__Extracted records__.
//! Host identity trust policy
//!
//! Trust-on-first-use on top of [`KnownHostsStore`]: unknown keys are shown
//! to the operator and accepted only after an explicit `yes`; keys that
//! differ from a stored key of the same type are always rejected without a
//! prompt.

use std::fmt;
use std::io::{self, BufRead, Write};
use std::sync::Arc;

use parking_lot::Mutex;
use russh::keys::PublicKey;
use tracing::{error, info, warn};

use super::error::TrustError;
use super::known_hosts::{HostKeyVerification, KnownHostsStore};

/// Whether host keys are checked at all
#[derive(Debug, Clone, Copy, PartialEq, Eq)]
pub enum HostKeyPolicy {
    /// Verify against the known hosts ledger (default)
    Checked,
    /// Accept any key. Insecure, only on explicit request.
    Insecure,
}

impl HostKeyPolicy {
    pub fn from_flag(host_key_check: bool) -> Self {
        if host_key_check {
            Self::Checked
        } else {
            Self::Insecure
        }
    }
}

/// Why a host key was not trusted
#[derive(Debug, Clone, PartialEq, Eq)]
pub enum RejectReason {
    /// Operator answered "no" at the first-contact prompt
    UnknownKeyDeclined,
    KeyChanged {
        key_type: String,
        expected_fingerprint: String,
        actual_fingerprint: String,
    },
    Revoked { fingerprint: String },
    /// The prompt itself or the ledger write failed
    Unconfirmed(String),
}

impl fmt::Display for RejectReason {
    fn fmt(&self, f: &mut fmt::Formatter<'_>) -> fmt::Result {
        match self {
            Self::UnknownKeyDeclined => write!(f, "unknown host key not accepted"),
            Self::KeyChanged {
                expected_fingerprint,
                actual_fingerprint,
                ..
            } => write!(
                f,
                "host key changed (expected {}, got {})",
                expected_fingerprint, actual_fingerprint
            ),
            Self::Revoked { fingerprint } => write!(f, "host key {} is revoked", fingerprint),
            Self::Unconfirmed(detail) => write!(f, "host key could not be confirmed: {}", detail),
        }
    }
}

#[derive(Debug, Clone, PartialEq, Eq)]
pub enum TrustDecision {
    Accept,
    /// Accept and append the key to the ledger
    AcceptAndRemember,
    Reject(RejectReason),
}

impl TrustDecision {
    /// Convert a rejection into the error surfaced by the handshake
    pub fn into_result(self, host: &str) -> Result<(), TrustError> {
        match self {
            Self::Accept | Self::AcceptAndRemember => Ok(()),
            Self::Reject(RejectReason::KeyChanged {
                key_type,
                expected_fingerprint,
                actual_fingerprint,
            }) => Err(TrustError::ConflictingHostKey {
                host: host.to_string(),
                key_type,
                expected_fingerprint,
                actual_fingerprint,
            }),
            Self::Reject(RejectReason::Revoked { fingerprint }) => {
                Err(TrustError::RevokedHostKey {
                    host: host.to_string(),
                    fingerprint,
                })
            }
            Self::Reject(reason) => Err(TrustError::UntrustedHost {
                host: host.to_string(),
                reason: reason.to_string(),
            }),
        }
    }
}

/// Asks the operator whether an unknown host key should be trusted
pub trait HostKeyPrompter: Send + Sync {
    fn confirm_new_host(&self, host: &str, key_type: &str, fingerprint: &str) -> io::Result<bool>;
}

/// Prompts on stderr and reads the answer from stdin
pub struct ConsolePrompter;

impl HostKeyPrompter for ConsolePrompter {
    fn confirm_new_host(&self, host: &str, key_type: &str, fingerprint: &str) -> io::Result<bool> {
        let stdin = io::stdin();
        let mut input = stdin.lock();
        let mut output = io::stderr();
        ask_yes_no(&mut input, &mut output, host, key_type, fingerprint)
    }
}

/// First-contact dialogue. Only `yes` and `no` are accepted (any case);
/// anything else repeats the question. End of input counts as `no`.
pub fn ask_yes_no<R: BufRead, W: Write>(
    input: &mut R,
    output: &mut W,
    host: &str,
    key_type: &str,
    fingerprint: &str,
) -> io::Result<bool> {
    writeln!(output, "The authenticity of host '{}' can't be established.", host)?;
    writeln!(output, "{} key fingerprint is {}.", key_type, fingerprint)?;

    let mut line = String::new();
    loop {
        write!(
            output,
            "Do you want to add the fingerprint to known_hosts and continue connecting (yes/no)? "
        )?;
        output.flush()?;

        line.clear();
        if input.read_line(&mut line)? == 0 {
            writeln!(output)?;
            return Ok(false);
        }

        match line.trim().to_lowercase().as_str() {
            "yes" => return Ok(true),
            "no" => return Ok(false),
            _ => writeln!(output, "Please type 'yes' or 'no'.")?,
        }
    }
}

/// Host key verification policy used during the handshake
pub struct TrustStore {
    policy: HostKeyPolicy,
    known_hosts: KnownHostsStore,
    prompter: Arc<dyn HostKeyPrompter>,
    // Serialises first-contact prompts and ledger appends
    confirm_lock: Mutex<()>,
}

impl TrustStore {
    pub fn new(
        policy: HostKeyPolicy,
        known_hosts: KnownHostsStore,
        prompter: Arc<dyn HostKeyPrompter>,
    ) -> Self {
        if policy == HostKeyPolicy::Insecure {
            warn!("Host key checking is DISABLED, any server key will be accepted");
        }
        Self {
            policy,
            known_hosts,
            prompter,
            confirm_lock: Mutex::new(()),
        }
    }

    /// Decide what to do with `key`, prompting the operator on first contact.
    /// Nothing is written to the ledger here.
    pub fn evaluate(&self, host: &str, port: u16, key: &PublicKey) -> TrustDecision {
        if self.policy == HostKeyPolicy::Insecure {
            warn!(
                "INSECURE: accepting host key {} for {}:{} without verification",
                KnownHostsStore::fingerprint(key),
                host,
                port
            );
            return TrustDecision::Accept;
        }

        match self.known_hosts.verify(host, port, key) {
            HostKeyVerification::Verified => TrustDecision::Accept,
            HostKeyVerification::Changed {
                key_type,
                expected_fingerprint,
                actual_fingerprint,
            } => {
                error!(
                    "HOST KEY CHANGED for {}:{}! Expected {}, got {}. POSSIBLE MITM ATTACK!",
                    host, port, expected_fingerprint, actual_fingerprint
                );
                TrustDecision::Reject(RejectReason::KeyChanged {
                    key_type,
                    expected_fingerprint,
                    actual_fingerprint,
                })
            }
            HostKeyVerification::Revoked { fingerprint } => {
                error!("Revoked host key {} presented by {}:{}", fingerprint, host, port);
                TrustDecision::Reject(RejectReason::Revoked { fingerprint })
            }
            HostKeyVerification::Unknown {
                key_type,
                fingerprint,
            } => {
                let display_host = KnownHostsStore::make_key(host, port);
                match self
                    .prompter
                    .confirm_new_host(&display_host, &key_type, &fingerprint)
                {
                    Ok(true) => TrustDecision::AcceptAndRemember,
                    Ok(false) => {
                        info!("Operator declined host key {} for {}", fingerprint, display_host);
                        TrustDecision::Reject(RejectReason::UnknownKeyDeclined)
                    }
                    Err(e) => {
                        warn!("Host key prompt failed: {}", e);
                        TrustDecision::Reject(RejectReason::Unconfirmed(e.to_string()))
                    }
                }
            }
        }
    }

    /// Evaluate `key` and persist it when the operator confirmed a first
    /// contact. Returns either `Accept` or `Reject`.
    pub fn verify(&self, host: &str, port: u16, key: &PublicKey) -> TrustDecision {
        let _guard = self.confirm_lock.lock();

        match self.evaluate(host, port, key) {
            TrustDecision::AcceptAndRemember => {
                match self.known_hosts.add_host(host, port, key) {
                    Ok(()) => TrustDecision::Accept,
                    Err(e) => {
                        warn!("Failed to add host {} to known_hosts: {}", host, e);
                        TrustDecision::Reject(RejectReason::Unconfirmed(e.to_string()))
                    }
                }
            }
            decision => decision,
        }
    }
}

#[cfg(test)]
mod tests {
    use super::*;
    use crate::ssh::known_hosts::tests::{ed25519, HASHED_H1, KEY_A, KEY_B};
    use std::collections::VecDeque;
    use std::fs;
    use std::io::Cursor;
    use tempfile::tempdir;

    /// Replays canned answers and counts how often it was asked
    struct ScriptedPrompter {
        answers: Mutex<VecDeque<bool>>,
        asked: Mutex<usize>,
    }

    impl ScriptedPrompter {
        fn new(answers: &[bool]) -> Arc<Self> {
            Arc::new(Self {
                answers: Mutex::new(answers.iter().copied().collect()),
                asked: Mutex::new(0),
            })
        }

        fn times_asked(&self) -> usize {
            *self.asked.lock()
        }
    }

    impl HostKeyPrompter for ScriptedPrompter {
        fn confirm_new_host(&self, _: &str, _: &str, _: &str) -> io::Result<bool> {
            *self.asked.lock() += 1;
            self.answers
                .lock()
                .pop_front()
                .ok_or_else(|| io::Error::new(io::ErrorKind::UnexpectedEof, "no answer"))
        }
    }

    fn store_with(
        dir: &std::path::Path,
        contents: Option<&str>,
        prompter: Arc<ScriptedPrompter>,
    ) -> TrustStore {
        let path = dir.join("known_hosts");
        if let Some(contents) = contents {
            fs::write(&path, contents).unwrap();
        }
        TrustStore::new(
            HostKeyPolicy::Checked,
            KnownHostsStore::open(path).unwrap(),
            prompter,
        )
    }

    #[test]
    fn test_first_contact_yes_then_silent_accept() {
        let temp = tempdir().unwrap();
        let prompter = ScriptedPrompter::new(&[true]);
        let store = store_with(temp.path(), None, prompter.clone());
        let key = ed25519(KEY_A);

        assert_eq!(store.verify("h1", 22, &key), TrustDecision::Accept);
        assert_eq!(store.verify("h1", 22, &key), TrustDecision::Accept);
        assert_eq!(prompter.times_asked(), 1);

        let ledger = fs::read_to_string(temp.path().join("known_hosts")).unwrap();
        assert_eq!(ledger, format!("h1 ssh-ed25519 {}\n", KEY_A));
    }

    #[test]
    fn test_first_contact_no_leaves_ledger_untouched() {
        let temp = tempdir().unwrap();
        let original = format!("other ssh-ed25519 {}\n", KEY_B);
        let prompter = ScriptedPrompter::new(&[false]);
        let store = store_with(temp.path(), Some(&original), prompter.clone());

        assert_eq!(
            store.verify("h1", 22, &ed25519(KEY_A)),
            TrustDecision::Reject(RejectReason::UnknownKeyDeclined)
        );
        assert_eq!(prompter.times_asked(), 1);
        assert_eq!(
            fs::read(temp.path().join("known_hosts")).unwrap(),
            original.as_bytes()
        );
    }

    #[test]
    fn test_changed_key_rejected_without_prompt() {
        let temp = tempdir().unwrap();
        let original = format!("h1 ssh-ed25519 {}\n", KEY_A);
        // Would say yes if asked
        let prompter = ScriptedPrompter::new(&[true]);
        let store = store_with(temp.path(), Some(&original), prompter.clone());

        let decision = store.verify("h1", 22, &ed25519(KEY_B));
        assert!(matches!(
            decision,
            TrustDecision::Reject(RejectReason::KeyChanged { .. })
        ));
        assert_eq!(prompter.times_asked(), 0);
        assert_eq!(
            fs::read(temp.path().join("known_hosts")).unwrap(),
            original.as_bytes()
        );

        let err = decision.into_result("h1").unwrap_err();
        assert!(matches!(err, TrustError::ConflictingHostKey { ref host, .. } if host == "h1"));
        assert!(err.to_string().contains("REMOTE HOST IDENTIFICATION HAS CHANGED for h1"));
    }

    #[test]
    fn test_changed_key_for_hashed_entry_rejected_without_prompt() {
        let temp = tempdir().unwrap();
        let original = format!("{} ssh-ed25519 {}\n", HASHED_H1, KEY_A);
        let prompter = ScriptedPrompter::new(&[true]);
        let store = store_with(temp.path(), Some(&original), prompter.clone());

        assert_eq!(store.verify("h1", 22, &ed25519(KEY_A)), TrustDecision::Accept);
        assert!(matches!(
            store.verify("h1", 22, &ed25519(KEY_B)),
            TrustDecision::Reject(RejectReason::KeyChanged { .. })
        ));
        assert_eq!(prompter.times_asked(), 0);
        assert_eq!(
            fs::read(temp.path().join("known_hosts")).unwrap(),
            original.as_bytes()
        );
    }

    #[test]
    fn test_insecure_policy_accepts_anything() {
        let temp = tempdir().unwrap();
        let prompter = ScriptedPrompter::new(&[]);
        let path = temp.path().join("known_hosts");
        fs::write(&path, format!("h1 ssh-ed25519 {}\n", KEY_A)).unwrap();
        let store = TrustStore::new(
            HostKeyPolicy::Insecure,
            KnownHostsStore::open(path).unwrap(),
            prompter.clone(),
        );

        assert_eq!(store.verify("h1", 22, &ed25519(KEY_B)), TrustDecision::Accept);
        assert_eq!(store.verify("h2", 22, &ed25519(KEY_B)), TrustDecision::Accept);
        assert_eq!(prompter.times_asked(), 0);
    }

    #[test]
    fn test_prompt_failure_rejects() {
        let temp = tempdir().unwrap();
        let store = store_with(temp.path(), None, ScriptedPrompter::new(&[]));

        let decision = store.verify("h1", 22, &ed25519(KEY_A));
        assert!(matches!(
            decision,
            TrustDecision::Reject(RejectReason::Unconfirmed(_))
        ));
        assert!(!temp.path().join("known_hosts").exists());
    }

    #[test]
    fn test_declined_maps_to_untrusted_host() {
        let err = TrustDecision::Reject(RejectReason::UnknownKeyDeclined)
            .into_result("h1")
            .unwrap_err();
        assert_eq!(
            err,
            TrustError::UntrustedHost {
                host: "h1".to_string(),
                reason: "unknown host key not accepted".to_string(),
            }
        );
    }

    #[test]
    fn test_ask_yes_no_reprompts_on_invalid_input() {
        let mut input = Cursor::new("maybe\ny\n  YES \n");
        let mut output = Vec::new();

        assert!(ask_yes_no(&mut input, &mut output, "h1", "ssh-ed25519", "SHA256:abc").unwrap());

        let text = String::from_utf8(output).unwrap();
        assert!(text.contains("The authenticity of host 'h1' can't be established."));
        assert!(text.contains("ssh-ed25519 key fingerprint is SHA256:abc."));
        assert_eq!(text.matches("Please type 'yes' or 'no'.").count(), 2);
    }

    #[test]
    fn test_ask_yes_no_answers() {
        let mut output = Vec::new();
        assert!(!ask_yes_no(&mut Cursor::new("No\n"), &mut output, "h", "t", "f").unwrap());
        assert!(!ask_yes_no(&mut Cursor::new(""), &mut output, "h", "t", "f").unwrap());
        assert!(!ask_yes_no(&mut Cursor::new("yess\n"), &mut output, "h", "t", "f").unwrap());
    }
}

__Task objective__.
Only the lines above from the line containing "return TrustDecision::Accept;" through the line containing "pub fn verify(&self, host: &str, port: u16, key: &PublicKey)" should be retyped, exactly and with both ends included.

__Task result__.
            return TrustDecision::Accept;
        }

        match self.known_hosts.verify(host, port, key) {
            HostKeyVerification::Verified => TrustDecision::Accept,
            HostKeyVerification::Changed {
                key_type,
                expected_fingerprint,
                actual_fingerprint,
            } => {
                error!(
                    "HOST KEY CHANGED for {}:{}! Expected {}, got {}. POSSIBLE MITM ATTACK!",
                    host, port, expected_fingerprint, actual_fingerprint
                );
                TrustDecision::Reject(RejectReason::KeyChanged {
                    key_type,
                    expected_fingerprint,
                    actual_fingerprint,
                })
            }
            HostKeyVerification::Revoked { fingerprint } => {
                error!("Revoked host key {} presented by {}:{}", fingerprint, host, port);
                TrustDecision::Reject(RejectReason::Revoked { fingerprint })
            }
            HostKeyVerification::Unknown {
                key_type,
                fingerprint,
            } => {
                let display_host = KnownHostsStore::make_key(host, port);
                match self
                    .prompter
                    .confirm_new_host(&display_host, &key_type, &fingerprint)
                {
                    Ok(true) => TrustDecision::AcceptAndRemember,
                    Ok(false) => {
                        info!("Operator declined host key {} for {}", fingerprint, display_host);
                        TrustDecision::Reject(RejectReason::UnknownKeyDeclined)
                    }
                    Err(e) => {
                        warn!("Host key prompt failed: {}", e);
                        TrustDecision::Reject(RejectReason::Unconfirmed(e.to_string()))
                    }
                }
            }
        }
    }

    /// Evaluate `key` and persist it when the operator confirmed a first
    /// contact. Returns either `Accept` or `Reject`.
    pub fn verify(&self, host: &str, port: u16, key: &PublicKey) -> TrustDecision {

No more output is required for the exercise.